The contradictory combination of market capitalism and populist nationalism at the core of contemporary “authoritarian neoliberal” or “entrepreneurial authoritarian” states has posed a challenge to the traditional research methods of the humanities and social sciences. Most of the attempts across the disciplines to understand the success of such hybrid populist formations have yielded partial explanations. I locate the key to illiberal, populist states’ simultaneous pursuit of global, market-based and local, populist-nativist agendas in their reliance on narrative, fantasy-based worldbuilding.

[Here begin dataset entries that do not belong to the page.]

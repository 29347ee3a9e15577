//! SQL side of the target cluster: dropping half-loaded tables and clearing
//! the coordination metadata a load leaves behind.

use crate::models::{LodeError, Result, TableName, TableScope, TidbConfig};
use async_trait::async_trait;
use sqlx::mysql::{MySqlConnectOptions, MySqlPool, MySqlPoolOptions};
use std::time::Duration;
use tracing::{debug, info};

/// Table holding one row per table being loaded.
pub const TABLE_META_TABLE: &str = "table_meta";
/// Table holding one row per running load task.
pub const TASK_META_TABLE: &str = "task_meta";

/// Operations on the target database used by recovery commands.
#[async_trait]
pub trait TargetDatabase: Send + Sync {
    /// `DROP TABLE IF EXISTS` for one table.
    async fn drop_table(&self, table: &TableName) -> Result<()>;

    /// Remove table-meta rows in scope, then drop the meta schema once no
    /// table-meta rows remain. Missing meta tables are not an error.
    async fn cleanup_metas(&self, scope: &TableScope, meta_schema: &str) -> Result<()>;

    async fn close(&self);
}

/// Quote an identifier with backticks.
fn quote_ident(ident: &str) -> String {
    format!("`{}`", ident.replace('`', "``"))
}

/// Connection options for the target. Credentials are passed as-is, never
/// through a URL.
fn connect_options(config: &TidbConfig) -> MySqlConnectOptions {
    let options = MySqlConnectOptions::new()
        .host(&config.host)
        .port(config.port)
        .username(&config.user);
    let password = config.resolved_password();
    if password.is_empty() {
        options
    } else {
        options.password(&password)
    }
}

/// Target database reached over the MySQL protocol.
pub struct MySqlTarget {
    pool: MySqlPool,
}

impl MySqlTarget {
    pub async fn connect(config: &TidbConfig, timeout: Duration) -> Result<Self> {
        let pool = MySqlPoolOptions::new()
            .max_connections(2)
            .acquire_timeout(timeout)
            .connect_with(connect_options(config))
            .await
            .map_err(|e| {
                LodeError::unavailable(format!("target database {}:{}", config.host, config.port), e)
            })?;
        debug!(host = %config.host, port = config.port, "Connected to target database");
        Ok(Self { pool })
    }

    async fn table_exists(&self, schema: &str, table: &str) -> Result<bool> {
        let count: i64 = sqlx::query_scalar(
            "SELECT COUNT(*) FROM information_schema.tables WHERE table_schema = ? AND table_name = ?",
        )
        .bind(schema)
        .bind(table)
        .fetch_one(&self.pool)
        .await?;
        Ok(count > 0)
    }
}

#[async_trait]
impl TargetDatabase for MySqlTarget {
    async fn drop_table(&self, table: &TableName) -> Result<()> {
        let sql = format!("DROP TABLE IF EXISTS {table}");
        sqlx::query(&sql).execute(&self.pool).await?;
        info!(table = %table, "Dropped table");
        Ok(())
    }

    async fn cleanup_metas(&self, scope: &TableScope, meta_schema: &str) -> Result<()> {
        let table_meta_exists = self.table_exists(meta_schema, TABLE_META_TABLE).await?;
        let table_meta = format!("{}.{}", quote_ident(meta_schema), quote_ident(TABLE_META_TABLE));

        if table_meta_exists {
            match scope {
                TableScope::All => {
                    sqlx::query(&format!("DELETE FROM {table_meta}"))
                        .execute(&self.pool)
                        .await?;
                }
                TableScope::Table(name) => {
                    sqlx::query(&format!("DELETE FROM {table_meta} WHERE table_name = ?"))
                        .bind(name.to_string())
                        .execute(&self.pool)
                        .await?;
                }
            }
        }

        if !self.table_exists(meta_schema, TASK_META_TABLE).await? {
            return Ok(());
        }

        // The schema is shared by every table of the task; keep it while any
        // table still has a row.
        if table_meta_exists {
            let remaining: i64 = sqlx::query_scalar(&format!("SELECT COUNT(*) FROM {table_meta}"))
                .fetch_one(&self.pool)
                .await?;
            if remaining > 0 {
                debug!(remaining, "Table metas remain, keeping meta schema");
                return Ok(());
            }
        }

        sqlx::query(&format!("DROP DATABASE IF EXISTS {}", quote_ident(meta_schema)))
            .execute(&self.pool)
            .await?;
        info!(schema = meta_schema, "Dropped meta schema");
        Ok(())
    }

    async fn close(&self) {
        self.pool.close().await;
    }
}

#[cfg(test)]
mod tests {
    use super::*;

    #[test]
    fn test_quote_ident() {
        assert_eq!(quote_ident("lightning_metadata"), "`lightning_metadata`");
        assert_eq!(quote_ident("we`ird"), "`we``ird`");
    }

    #[test]
    fn test_connect_options_keep_special_characters() {
        let config = TidbConfig {
            host: "tidb.internal".to_string(),
            port: 4001,
            user: "loader@ops".to_string(),
            password: "p@ss:w/rd".to_string(),
        };
        let options = connect_options(&config);
        assert_eq!(options.get_host(), "tidb.internal");
        assert_eq!(options.get_port(), 4001);
        assert_eq!(options.get_username(), "loader@ops");
        assert!(format!("{options:?}").contains("p@ss:w/rd"));
    }

    #[test]
    fn test_drop_statement_uses_quoted_name() {
        let name = TableName::new("db", "t`1");
        assert_eq!(format!("DROP TABLE IF EXISTS {name}"), "DROP TABLE IF EXISTS `db`.`t``1`");
    }
}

Such an approach explains the internal coherence of right-wing universes, their organization along a binary culture-war structure, and their availability for local adaptation as they travel across global digital networks. I illustrate the mechanisms of contemporary right-wing political worldbuilding through a focus on Eastern Europe, a semi-peripheral region where nationalisms and nation-states have been historically dependent on outside projections and narrative fantasies, which autocratic leaders have repeatedly exploited. My focus is on global patterns of Eastern European “digital nationalism” circulating through news, social and fictional media platforms, where the infrastructures of production and distribution are in synergy with the phantasmatic narrative content produced.

Anikó Imre headshot
Anikó Imre, Ph.D.

About the Speaker

Anikó Imre is a Professor in the School of Cinematic Arts of the University of Southern California. She works in comparative media studies and global communication, with a focus on (post)socialist media industries and cultures in relation to the politics of popular culture, digital surveillance and identity. Imre is the author or (co-)editor of seven books, including TV Socialism (Duke UP, 2016), Identity Games: Globalization and the Transformation of Media Cultures in the New Europe (MIT Press, 2011) and, most recently, the collection Off White: Central and Eastern Europe and the Global History of Race (with Catherine Baker, Bogdan Christian Iacob and James Mark, Manchester University Press, 2024). Imre co-edits the Palgrave book series Global Cinemas and sits on the boards of Global Media and Communication, Television and New Media, VIEW Journal of European Television History and Culture, NECSUS_European Journal of Media Studies, and global-e: Twenty-First Century Global Dynamics, among other journals. She is the recipient of the inaugural SIGNS Catharine Stimpson Prize for Outstanding Feminist Scholarship, USC’s Mellon Mentoring Fellowship, a senior research Fulbright fellowship and a Central European University Institute of Advanced Studies fellowship. In 2025-26, she is a Harvard Radcliffe Fellow, working on a project on the role of storytelling, worldbuilding and fantasy in “competitive authoritarian” media ecologies.